He called the situation unsettled, however, and urged patience. "We can make this work," he said.
Critics in Washington and Louisiana said that even though Katrina had been closely tracked on its way to the Gulf Coast, the administration had not used the time to prepare adequately. They also complained that the Bush White House had repeatedly slashed congressional efforts to boost funding for levee work and other flood control upgrades.
As recently as January, Rep. Earl Blumenauer (D-Ore.) had warned on the House floor that if Hurricane Ivan last year had veered westward and hit New Orleans, thousands would have died and infrastructure would have sustained $100 billion in damage. "The city has always been at risk," he said then.
Sen.

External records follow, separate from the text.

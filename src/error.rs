use thiserror::Error;

/// Fatal conditions only. Per-request trouble (a provider timing out, a
/// candidate failing to decode) degrades to an empty list or `None` instead
/// of surfacing here.
#[derive(Debug, Error)]
pub enum ImageError {
    #[error("configuration error: {0}")]
    Config(String),

    #[error(
        "missing contact email: the Wikimedia Commons usage policy requires a contact address in the User-Agent"
    )]
    MissingContactEmail,

    #[error("json error: {0}")]
    Json(#[from] serde_json::Error),

    #[error("io error: {0}")]
    Io(#[from] std::io::Error),
}

pub type Result<T> = std::result::Result<T, ImageError>;
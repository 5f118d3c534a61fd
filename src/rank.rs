use crate::models::ImageResult;
use std::collections::HashSet;
use url::Url;

/// Title terms that carry no signal about what the picture shows.
const GENERIC_TITLE_TERMS: &[&str] = &["image", "photo", "picture", "download", "free", "stock"];

/// Hosts with consistently usable, full-size photographic material.
const REPUTABLE_DOMAINS: &[&str] = &[
    "wikimedia",
    "wikipedia",
    "flickr",
    "unsplash",
    "pexels",
    "pixabay",
];

const LOW_QUALITY_MARKERS: &[&str] = &["thumbnail", "thumb", "small", "icon", "logo", "avatar"];

/// Orders a pooled result list best-first. Stable sort over a pure scoring
/// function, so identical input always yields identical output and ties
/// keep encounter order.
pub fn rank_results(results: Vec<ImageResult>, query: &str) -> Vec<ImageResult> {
    let query_words: HashSet<String> = query
        .split_whitespace()
        .map(|word| word.to_ascii_lowercase())
        .filter(|word| !word.is_empty())
        .collect();

    let mut scored: Vec<(f32, ImageResult)> = results
        .into_iter()
        .map(|result| (relevance_score(&result, &query_words), result))
        .collect();
    scored.sort_by(|a, b| b.0.total_cmp(&a.0));
    scored.into_iter().map(|(_, result)| result).collect()
}

pub fn relevance_score(result: &ImageResult, query_words: &HashSet<String>) -> f32 {
    let mut score = 0.0_f32;

    if let Some(title) = result.title.as_deref() {
        let lowered = title.to_ascii_lowercase();
        let title_words: HashSet<&str> = lowered.split_whitespace().collect();
        let overlap = query_words
            .iter()
            .filter(|word| title_words.contains(word.as_str()))
            .count();
        score += 2.0 * overlap as f32;

        if GENERIC_TITLE_TERMS.iter().any(|term| lowered.contains(term)) {
            score -= 1.0;
        }
    }

    let lowered_url = result.url.to_ascii_lowercase();
    if let Ok(parsed) = Url::parse(&result.url) {
        if let Some(host) = parsed.host_str() {
            let host = host.to_ascii_lowercase();
            if REPUTABLE_DOMAINS.iter().any(|domain| host.contains(domain)) {
                score += 3.0;
            }
        }
    }

    if LOW_QUALITY_MARKERS
        .iter()
        .any(|marker| lowered_url.contains(marker))
    {
        score -= 2.0;
    }

    // JPEG is more likely a full photo; PNG is often a graphic.
    let path = Url::parse(&result.url)
        .map(|parsed| parsed.path().to_ascii_lowercase())
        .unwrap_or_else(|_| lowered_url.clone());
    if path.ends_with(".jpg") || path.ends_with(".jpeg") {
        score += 0.5;
    } else if path.ends_with(".png") {
        score += 0.3;
    }

    score
}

Mary L. Landrieu (D-La.) told her colleagues on the Senate floor a year ago that it was crucial to spend more government money to shore up the levees at New Orleans. "I hate to say it," she said. "It's going to take a loss of hundreds of thousands of lives on the Gulf Coast to make this country wake up and realize what we are underinvesting in."
Critics also noted that late last summer, in the midst of a hard-fought presidential campaign in which Florida was pivotal, FEMA received glowing marks from Florida officials for responding quickly to hurricanes there.

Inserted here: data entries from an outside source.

pub mod bing;
pub mod duckduckgo;
pub mod wikimedia;

pub use bing::BingSource;
pub use duckduckgo::DuckDuckGoSource;
pub use wikimedia::WikimediaSource;

use crate::config::ScrapingConfig;
use crate::models::{ImageCandidate, ImageSource, SizeFilter};
use crate::validate::keyword_match;
use std::io::Read;
use std::time::Duration;
use url::Url;

/// Largest provider response body we are willing to buffer.
pub(crate) const MAX_RESPONSE_BYTES: u64 = 2 * 1024 * 1024;

/// Substrings that mark a scraped URL as chrome rather than content.
/// Adapters apply this coarse filter themselves because the generic
/// validator only runs provider-agnostic checks.
const SCRAPE_NOISE_MARKERS: &[&str] = &["logo", "icon", "avatar", "sprite", "emoji", "favicon"];

/// One external image provider. Implementations never fail: network,
/// parse, timeout, and blocking trouble all log and yield an empty list so
/// the orchestrator can move on to the next source. `&mut self` carries the
/// per-instance rate-limiter timestamp.
pub trait SourceAdapter {
    fn id(&self) -> ImageSource;

    fn search(
        &mut self,
        query: &str,
        max_results: usize,
        size_filter: Option<SizeFilter>,
    ) -> Vec<ImageCandidate>;
}

pub(crate) fn build_agent(timeout: Duration) -> ureq::Agent {
    let mut config = ureq::Agent::config_builder();
    config = config
        .http_status_as_error(false)
        .timeout_global(Some(timeout));
    let agent: ureq::Agent = config.build().into();
    agent
}

/// GET with a rotated User-Agent and the standard browser header set.
pub(crate) fn get_with_browser_headers(
    agent: &ureq::Agent,
    url: &str,
    config: &ScrapingConfig,
) -> std::result::Result<ureq::http::Response<ureq::Body>, ureq::Error> {
    let mut request = agent.get(url).header("User-Agent", config.random_user_agent());
    for (name, value) in config.browser_headers() {
        request = request.header(*name, *value);
    }
    request.call()
}

pub(crate) fn read_body_capped(
    response: &mut ureq::http::Response<ureq::Body>,
    cap: u64,
) -> Option<Vec<u8>> {
    let mut buf = Vec::new();
    response
        .body_mut()
        .as_reader()
        .take(cap)
        .read_to_end(&mut buf)
        .ok()?;
    Some(buf)
}

/// Scheme+host only, so log lines never leak query strings.
pub(crate) fn redact_url_for_log(value: &str) -> String {
    match Url::parse(value) {
        Ok(parsed) => {
            let scheme = parsed.scheme();
            let host = parsed.host_str().unwrap_or("unknown-host");
            format!("{scheme}://{host}/...")
        }
        Err(_) => "[invalid-url]".to_string(),
    }
}

/// Adapter-side rejection for scraped URLs the generic validator would not
/// catch cheaply: data-URIs, SVG markup, obvious page chrome.
pub(crate) fn is_scrape_noise(url: &str) -> bool {
    let lower = url.trim().to_ascii_lowercase();
    if lower.is_empty() || lower.starts_with("data:") {
        return true;
    }
    if lower.contains(".svg") {
        return true;
    }
    keyword_match(url, SCRAPE_NOISE_MARKERS)
}
use std::thread;
use std::time::{Duration, Instant};

/// Minimum-spacing limiter owned by one adapter or downloader instance.
/// The only mutable state in the crate: the monotonic timestamp of the
/// instance's last outbound request.
#[derive(Debug)]
pub struct RateLimiter {
    min_interval: Duration,
    last_request_at: Option<Instant>,
}

impl RateLimiter {
    pub fn new(min_interval: Duration) -> Self {
        Self {
            min_interval,
            last_request_at: None,
        }
    }

    /// How long a request issued at `now` would have to wait. Pure, so
    /// tests can drive it with synthetic instants.
    pub fn pause_needed(&self, now: Instant) -> Option<Duration> {
        let last = self.last_request_at?;
        let elapsed = now.checked_duration_since(last).unwrap_or_default();
        if elapsed >= self.min_interval {
            None
        } else {
            Some(self.min_interval - elapsed)
        }
    }

    pub fn mark(&mut self, now: Instant) {
        self.last_request_at = Some(now);
    }

    /// Check-then-sleep, then record the request time.
    pub fn wait(&mut self) {
        if let Some(pause) = self.pause_needed(Instant::now()) {
            thread::sleep(pause);
        }
        self.mark(Instant::now());
    }
}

Some wondered why the New Orleans response was earning no such praise.
White House spokesman McClellan sought to dismiss such criticism as politics. "The last thing that the people who have been displaced or the people who have been affected need is people seeking partisan gain in Washington," he said.
Yet sharp criticism of the government's response to Katrina was not confined to politicians. Many experts in hurricanes, flooding and emergency management were more pointed.

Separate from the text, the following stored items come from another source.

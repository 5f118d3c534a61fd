//! Size-capped, decode-verified downloader for a single chosen candidate.

use crate::config::ScrapingConfig;
use crate::models::RawImage;
use crate::ratelimit::RateLimiter;
use crate::sources::{build_agent, get_with_browser_headers, redact_url_for_log};
use std::io::Read;
use tracing::{debug, warn};

pub struct Downloader {
    agent: ureq::Agent,
    config: ScrapingConfig,
    limiter: RateLimiter,
    max_bytes: u64,
}

impl Downloader {
    pub fn new(config: &ScrapingConfig) -> Self {
        Self {
            agent: build_agent(config.download_timeout()),
            config: config.clone(),
            limiter: RateLimiter::new(config.scraping_delay()),
            max_bytes: config.max_file_size_bytes(),
        }
    }

    /// Fetches one URL and returns its bytes only if they decode as a real
    /// raster image within the size cap. Every failure mode (bad scheme,
    /// HTTP error, timeout, oversized payload, non-image bytes) logs and
    /// returns `None`; retry policy belongs to the caller.
    pub fn download(&mut self, url: &str) -> Option<RawImage> {
        let lower = url.trim().to_ascii_lowercase();
        if !lower.starts_with("http://") && !lower.starts_with("https://") {
            warn!(url = %redact_url_for_log(url), "refusing non-http(s) download");
            return None;
        }

        self.limiter.wait();
        let mut response = match get_with_browser_headers(&self.agent, url, &self.config) {
            Ok(response) => response,
            Err(err) => {
                warn!(url = %redact_url_for_log(url), %err, "download request failed");
                return None;
            }
        };

        let status = response.status().as_u16();
        if status >= 400 {
            warn!(url = %redact_url_for_log(url), status, "download returned error status");
            return None;
        }

        let declared = response
            .headers()
            .get("content-length")
            .and_then(|v| v.to_str().ok())
            .and_then(|v| v.trim().parse::<u64>().ok());
        if exceeds_size_cap(declared, self.max_bytes) {
            warn!(
                url = %redact_url_for_log(url),
                declared = declared.unwrap_or(0),
                cap = self.max_bytes,
                "declared payload exceeds size cap, skipping body"
            );
            return None;
        }

        // Read one byte past the cap so an undeclared oversize is caught.
        let mut data = Vec::new();
        if response
            .body_mut()
            .as_reader()
            .take(self.max_bytes + 1)
            .read_to_end(&mut data)
            .is_err()
        {
            warn!(url = %redact_url_for_log(url), "failed to read download body");
            return None;
        }
        if data.len() as u64 > self.max_bytes {
            warn!(
                url = %redact_url_for_log(url),
                cap = self.max_bytes,
                "streamed payload exceeds size cap"
            );
            return None;
        }
        if data.is_empty() {
            warn!(url = %redact_url_for_log(url), "empty download body");
            return None;
        }

        match decode_verified(&data) {
            Some(raw) => {
                debug!(
                    url = %redact_url_for_log(url),
                    bytes = raw.data.len(),
                    format = ?raw.format,
                    "download verified"
                );
                Some(raw)
            }
            None => {
                warn!(
                    url = %redact_url_for_log(url),
                    bytes = data.len(),
                    "payload does not decode as an image"
                );
                None
            }
        }
    }
}

pub(crate) fn exceeds_size_cap(declared: Option<u64>, max_bytes: u64) -> bool {
    declared.map(|length| length > max_bytes).unwrap_or(false)
}

/// Full decode, not just a magic-byte sniff: hostile payloads routinely
/// carry an image header in front of junk.
pub(crate) fn decode_verified(data: &[u8]) -> Option<RawImage> {
    let format = image::guess_format(data).ok()?;
    image::load_from_memory_with_format(data, format).ok()?;
    Some(RawImage {
        data: data.to_vec(),
        format,
    })
}

#[cfg(test)]
mod tests {
    use super::*;
    use image::{ImageFormat, RgbImage};
    use std::io::Cursor;

    fn encoded_png(width: u32, height: u32) -> Vec<u8> {
        let img = RgbImage::from_pixel(width, height, image::Rgb([120, 90, 60]));
        let mut buf = Cursor::new(Vec::new());
        image::DynamicImage::ImageRgb8(img)
            .write_to(&mut buf, ImageFormat::Png)
            .expect("encode");
        buf.into_inner()
    }

    #[test]
    fn declared_length_over_cap_is_rejected_before_body_read() {
        let cap = 5 * 1024 * 1024;
        assert!(exceeds_size_cap(Some(cap + 1), cap));
        assert!(!exceeds_size_cap(Some(cap), cap));
        // No declared length: the streaming gate decides instead.
        assert!(!exceeds_size_cap(None, cap));
    }

    #[test]
    fn html_error_pages_do_not_decode_as_images() {
        let body = b"<html><head><title>404</title></head><body>not here</body></html>";
        assert!(decode_verified(body).is_none());
    }

    #[test]
    fn truncated_image_payloads_are_rejected() {
        let mut png = encoded_png(64, 64);
        png.truncate(png.len() / 2);
        assert!(decode_verified(&png).is_none());
    }

    #[test]
    fn valid_payloads_keep_bytes_and_report_the_format() {
        let png = encoded_png(64, 64);
        let raw = decode_verified(&png).expect("valid image");
        assert_eq!(raw.format, ImageFormat::Png);
        assert_eq!(raw.data, png);
    }
}
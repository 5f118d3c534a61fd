//! Re-encodes a downloaded image for embedding: RGB on white, downscaled
//! to the document type's bounding box, JPEG at a fixed quality. No I/O.

use crate::models::DocType;
use image::codecs::jpeg::JpegEncoder;
use image::imageops::FilterType;
use image::{DynamicImage, Rgb, RgbImage};
use tracing::{debug, warn};

const JPEG_QUALITY: u8 = 85;

/// Decode, normalize, bound, re-encode. Returns `None` on any decode or
/// encode failure so the caller can fall back to the unoptimized original.
/// Images already within the bound keep their dimensions; upscaling never
/// happens.
pub fn optimize_for_document(data: &[u8], doc_type: DocType) -> Option<Vec<u8>> {
    let decoded = match image::load_from_memory(data) {
        Ok(decoded) => decoded,
        Err(err) => {
            warn!(%err, "optimize: payload failed to decode");
            return None;
        }
    };

    let rgb = flatten_to_rgb(&decoded);
    let (max_width, max_height) = doc_type.bounds();
    let bounded = if rgb.width() > max_width || rgb.height() > max_height {
        DynamicImage::ImageRgb8(rgb)
            .resize(max_width, max_height, FilterType::Lanczos3)
            .to_rgb8()
    } else {
        rgb
    };

    let mut out = Vec::new();
    let mut encoder = JpegEncoder::new_with_quality(&mut out, JPEG_QUALITY);
    if let Err(err) = encoder.encode_image(&bounded) {
        warn!(%err, "optimize: JPEG encode failed");
        return None;
    }

    debug!(
        input_bytes = data.len(),
        output_bytes = out.len(),
        width = bounded.width(),
        height = bounded.height(),
        "image optimized"
    );
    Some(out)
}

/// JPEG has no alpha channel; composite transparency onto white so
/// re-encoding never produces corrupted color.
fn flatten_to_rgb(decoded: &DynamicImage) -> RgbImage {
    if !decoded.color().has_alpha() {
        return decoded.to_rgb8();
    }

    let rgba = decoded.to_rgba8();
    let mut out = RgbImage::from_pixel(rgba.width(), rgba.height(), Rgb([255, 255, 255]));
    for (x, y, pixel) in rgba.enumerate_pixels() {
        let alpha = pixel[3] as u32;
        let blend =
            |channel: u8| (((channel as u32) * alpha + 255 * (255 - alpha)) / 255) as u8;
        out.put_pixel(x, y, Rgb([blend(pixel[0]), blend(pixel[1]), blend(pixel[2])]));
    }
    out
}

The measures that Chertoff and other administration officials are putting together now should have been "in motion three to four days before the storm hit," Florida disaster researcher Olson said, especially in light of the fact that the New Orleans' vulnerability to a hurricane and a consequent flood had been carefully studied.
In November, for instance, a periodical published by the University of Colorado Natural Hazards Center examined the potential impact of a Category 4 or 5 hurricane on New Orleans. In a column, the director of the University of New Orleans' Center for Hazards Assessment Response and Technology, sociologist Shirley Laska, estimated that the damage would include storm surges, flooding and the breakdown of the levee system.